The town of Old Crow, Yukon will get to shut off its noisy, polluting diesel generators for the first time in 50 years, after the Vuntut Gwitchin First Nation’s new solar farm reaches full capacity in July.
“In July, the array will be fully operational, capable of meeting the community’s needs, to the degree diesel generators—some of which date back to the 1970s—will be powered down on sunny days,” CBC reports. “Leaders with the First Nation say the farm will displace 190,000 litres of diesel fuel every year,” about 25% of the community’s total consumption.
The project will offset 750 tonnes of greenhouse gas emissions per year, not including the carbon pollution produced by transporting the community’s diesel fuel by highway and air.
“That silence speaks very loudly,” Vuntut Gwitchin Chief Dana Tizya-Tramm said of the seasonal diesel shutdown. “I think this is a really powerful image, because through this project is the technological realization of our community and our journey back to the land.”
“The symbolism in shutting down those generators will be, we’re becoming more sustainable and we’re becoming more self-sufficient like our ancestors were,” added Brandon Kyikavichik, the community’s heritage interpreter. “The Elders always say once you get to a certain age, that’s when you have to start working towards leaving a foundation for the next generation.
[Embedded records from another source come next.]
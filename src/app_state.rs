//! Shared application state injected into all Axum handlers.

use crate::service::FrameProcessor;

/// Shared application state available to all handlers via Axum's
/// `State` extractor.
#[derive(Debug, Clone)]
pub struct AppState {
    /// Frame processor holding the shared detector.
    pub processor: FrameProcessor,
    /// Largest inbound WebSocket message accepted, in bytes.
    pub max_message_bytes: usize,
}
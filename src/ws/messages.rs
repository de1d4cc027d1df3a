//! WebSocket message types: inbound frame submission and outbound result.

use serde::{Deserialize, Serialize};

use crate::domain::EmotionScores;

/// Inbound frame: `{"data": {"image": "<prefix>,<base64>"}}`.
///
/// Deserialized from an already parsed JSON value, so a wrong shape is a
/// processing error rather than a JSON error. Unknown fields are ignored.
#[derive(Debug, Clone, Deserialize)]
pub struct InboundMessage {
    /// Frame payload.
    pub data: FrameData,
}

/// Body of an [`InboundMessage`].
#[derive(Debug, Clone, Deserialize)]
pub struct FrameData {
    /// Data-URL style string, e.g. `data:image/jpeg;base64,/9j/...`.
    pub image: String,
}

/// Response to one frame. Exactly one shape per response.
#[derive(Debug, Clone, PartialEq, Serialize)]
#[serde(untagged)]
pub enum OutboundMessage {
    /// `{"predictions": {...}, "emotion": "<label>"}`.
    Prediction {
        /// Scores of the first detected face, unchanged.
        predictions: EmotionScores,
        /// Label with the highest score.
        emotion: String,
    },
    /// `{"error": "<reason>"}`.
    Error {
        /// Human-readable reason.
        error: String,
    },
}

impl OutboundMessage {
    /// Builds an error response.
    #[must_use]
    pub fn error(message: impl Into<String>) -> Self {
        Self::Error {
            error: message.into(),
        }
    }

    /// Serializes to JSON text.
    ///
    /// Serialization of these shapes cannot fail in practice; if it ever
    /// does, the generic processing error is sent instead so the client
    /// still gets one well-formed object.
    #[must_use]
    pub fn to_json(&self) -> String {
        serde_json::to_string(self).unwrap_or_else(|e| {
            tracing::error!(error = %e, "failed to serialize response");
            format!(r#"{{"error":"{}"}}"#, crate::error::PROCESSING_MESSAGE)
        })
    }
}
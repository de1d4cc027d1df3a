//! Axum WebSocket upgrade handler.

use std::net::SocketAddr;

use axum::extract::ws::WebSocketUpgrade;
use axum::extract::{ConnectInfo, State};
use axum::response::IntoResponse;
use tracing::Instrument;

use super::session::{Session, run_session};
use crate::app_state::AppState;

/// `GET /ws`: upgrades the HTTP connection to a WebSocket session.
///
/// The session stays in `Connecting` until the upgrade completes. A failed
/// upgrade moves it straight to `Closed` and is logged; nothing is retried.
pub async fn ws_handler(
    ws: WebSocketUpgrade,
    ConnectInfo(addr): ConnectInfo<SocketAddr>,
    State(state): State<AppState>,
) -> impl IntoResponse {
    let session = Session::new(addr.to_string());
    let span = tracing::info_span!(
        "session",
        session_id = %session.id(),
        client = %session.client(),
    );
    let failed_span = span.clone();
    let mut rejected = session.clone();
    let processor = state.processor.clone();

    ws.max_message_size(state.max_message_bytes)
        .on_failed_upgrade(move |error| {
            let _entered = failed_span.enter();
            rejected.fail_accept(&error);
        })
        .on_upgrade(move |socket| run_session(socket, processor, session).instrument(span))
}
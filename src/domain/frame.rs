//! Decoded frame pixels.

use image::RgbImage;

/// A decoded frame: `height × width × 3` channels, 8 bits per channel, RGB,
/// row-major.
///
/// Produced and consumed within one loop iteration; never persisted.
#[derive(Debug, Clone)]
pub struct DecodedImage {
    pixels: RgbImage,
}

impl DecodedImage {
    /// Wraps an already decoded RGB buffer.
    #[must_use]
    pub const fn new(pixels: RgbImage) -> Self {
        Self { pixels }
    }

    /// Decodes an encoded image (JPEG, PNG, ...) into RGB pixels.
    ///
    /// # Errors
    ///
    /// Returns an [`image::ImageError`] if the format is not recognised or
    /// the bytes are truncated or corrupt.
    pub fn decode(bytes: &[u8]) -> Result<Self, image::ImageError> {
        let decoded = image::load_from_memory(bytes)?;
        Ok(Self::new(decoded.to_rgb8()))
    }

    /// Width in pixels.
    #[must_use]
    pub fn width(&self) -> u32 {
        self.pixels.width()
    }

    /// Height in pixels.
    #[must_use]
    pub fn height(&self) -> u32 {
        self.pixels.height()
    }

    /// Borrows the underlying pixel buffer.
    #[must_use]
    pub const fn as_rgb(&self) -> &RgbImage {
        &self.pixels
    }
}
//! REST endpoint handlers.

pub mod system;
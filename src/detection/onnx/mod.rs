//! ONNX Runtime backed emotion detector.
//!
//! Two models run per frame: a BlazeFace-style localiser finds faces, then a
//! 7-class classifier scores each grayscale face crop. Each `ort` session
//! needs exclusive access while running, so each sits behind its own mutex;
//! frame decoding and pre/post-processing stay fully concurrent.

pub mod classifier;
pub mod localizer;

use std::fmt;
use std::path::Path;
use std::sync::Mutex;

use ndarray::Array4;
use ort::session::Session;

use super::{DetectorError, EmotionDetector};
use crate::domain::{DecodedImage, DetectedFace};

/// Face localisation followed by per-face emotion classification.
pub struct OnnxEmotionDetector {
    localizer: Mutex<Session>,
    classifier: Mutex<Session>,
    anchors: Vec<[f32; 2]>,
    confidence: f32,
}

impl fmt::Debug for OnnxEmotionDetector {
    fn fmt(&self, f: &mut fmt::Formatter<'_>) -> fmt::Result {
        f.debug_struct("OnnxEmotionDetector")
            .field("anchors", &self.anchors.len())
            .field("confidence", &self.confidence)
            .finish_non_exhaustive()
    }
}

impl OnnxEmotionDetector {
    /// Loads both models.
    ///
    /// # Errors
    ///
    /// Returns [`DetectorError::ModelLoad`] if either file cannot be opened
    /// or is not a valid model.
    pub fn new(
        face_model: &Path,
        emotion_model: &Path,
        confidence: f32,
    ) -> Result<Self, DetectorError> {
        let localizer = load_session(face_model)?;
        let classifier = load_session(emotion_model)?;
        tracing::info!(
            face_model = %face_model.display(),
            emotion_model = %emotion_model.display(),
            confidence,
            "emotion detector loaded"
        );
        Ok(Self {
            localizer: Mutex::new(localizer),
            classifier: Mutex::new(classifier),
            anchors: localizer::generate_anchors(),
            confidence,
        })
    }

    fn locate(&self, image: &DecodedImage) -> Result<Vec<localizer::Candidate>, DetectorError> {
        let input = localizer::preprocess(image.as_rgb());
        let outputs = run(&self.localizer, input, 2)?;
        let mut outputs = outputs.into_iter();
        let (Some(regressors), Some(scores)) = (outputs.next(), outputs.next()) else {
            return Err(DetectorError::InvalidOutput(
                "localiser must produce regressors and scores".to_string(),
            ));
        };
        let candidates = localizer::decode(
            &regressors,
            &scores,
            &self.anchors,
            self.confidence,
            image.width(),
            image.height(),
        );
        Ok(localizer::non_max_suppression(candidates))
    }

    fn classify(
        &self,
        image: &DecodedImage,
        candidate: &localizer::Candidate,
    ) -> Result<DetectedFace, DetectorError> {
        let face = candidate.to_face_box(image.width(), image.height());
        let crop = classifier::padded_box(face, image.width(), image.height());
        let input = classifier::preprocess(image.as_rgb(), crop);
        let outputs = run(&self.classifier, input, 1)?;
        let raw = outputs.into_iter().next().unwrap_or_default();
        let emotions = classifier::scores_from_output(&raw).ok_or_else(|| {
            DetectorError::InvalidOutput(format!(
                "classifier produced {} values, expected 7",
                raw.len()
            ))
        })?;
        Ok(DetectedFace::new(emotions).with_box(face))
    }
}

impl EmotionDetector for OnnxEmotionDetector {
    fn detect_emotions(&self, image: &DecodedImage) -> Result<Vec<DetectedFace>, DetectorError> {
        self.locate(image)?
            .iter()
            .map(|candidate| self.classify(image, candidate))
            .collect()
    }
}

fn load_session(path: &Path) -> Result<Session, DetectorError> {
    let model_load = |message: String| DetectorError::ModelLoad {
        path: path.to_path_buf(),
        message,
    };
    Session::builder()
        .map_err(|e| model_load(e.to_string()))?
        .commit_from_file(path)
        .map_err(|e| model_load(e.to_string()))
}

/// Runs one model and copies its first `expected` outputs out of the session.
#[allow(clippy::indexing_slicing)]
fn run(
    session: &Mutex<Session>,
    input: Array4<f32>,
    expected: usize,
) -> Result<Vec<Vec<f32>>, DetectorError> {
    let tensor = ort::value::Tensor::from_array(input)
        .map_err(|e| DetectorError::Inference(e.to_string()))?;
    let mut session = session.lock().map_err(|_| DetectorError::Poisoned)?;
    let outputs = session
        .run(ort::inputs![tensor])
        .map_err(|e| DetectorError::Inference(e.to_string()))?;
    if outputs.len() < expected {
        return Err(DetectorError::InvalidOutput(format!(
            "expected {expected} outputs, got {}",
            outputs.len()
        )));
    }
    (0..expected)
        .map(|i| {
            outputs[i]
                .try_extract_array::<f32>()
                .map(|view| view.iter().copied().collect())
                .map_err(|e| DetectorError::InvalidOutput(e.to_string()))
        })
        .collect()
}
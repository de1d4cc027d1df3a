//! Detector output: one entry per face found in a frame.

use super::EmotionScores;

/// Axis-aligned face bounding box in source pixel coordinates.
#[derive(Debug, Clone, Copy, PartialEq, Eq)]
pub struct FaceBox {
    /// Left edge.
    pub x: u32,
    /// Top edge.
    pub y: u32,
    /// Box width.
    pub width: u32,
    /// Box height.
    pub height: u32,
}

/// A face found by the detector, with its emotion distribution.
#[derive(Debug, Clone, PartialEq)]
pub struct DetectedFace {
    /// Where the face is, when the detector reports it.
    pub bounding_box: Option<FaceBox>,
    /// Confidence per emotion label.
    pub emotions: EmotionScores,
}

impl DetectedFace {
    /// Creates a face with scores and no location.
    #[must_use]
    pub const fn new(emotions: EmotionScores) -> Self {
        Self {
            bounding_box: None,
            emotions,
        }
    }

    /// Attaches a bounding box.
    #[must_use]
    pub fn with_box(mut self, bounding_box: FaceBox) -> Self {
        self.bounding_box = Some(bounding_box);
        self
    }
}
This is a process that’s been going on for thousands of years. We need to carry it on.”
The Arctic Council profiles the 940-kilowatt project as “a prime example of a remote, off-grid community taking its sustainable energy future into its own hands, gaining sovereignty while guaranteeing a clean electricity supply to its households. It’s the success story of an Indigenous community acting as project proponent and owner of its infrastructure.”
But “it’s not a unique story—fortunately,” the Council adds. “High energy demands, which are met with expensive, oftentimes unreliable supplies and inefficient, polluting energy sources, are a common challenge across the Arctic. Therefore, over the years, more and more communities have started to lead a shift towards renewable energy solutions.”
The community is building the array under a power purchase agreement with Edmonton-based ATCO Electric that will allow households, businesses, and governments to sell surplus power back to the company—bringing in revenue that will help fund additional renewable energy projects, Tizya-Tramm told CBC.
“Our youth are going to inherit decisions we haven’t even contemplated yet, so we are also trying to empower the youth into leadership roles,” he said. “They are one of our greatest resources in stemming global climate change,” and “the solar farm is a realization of that.”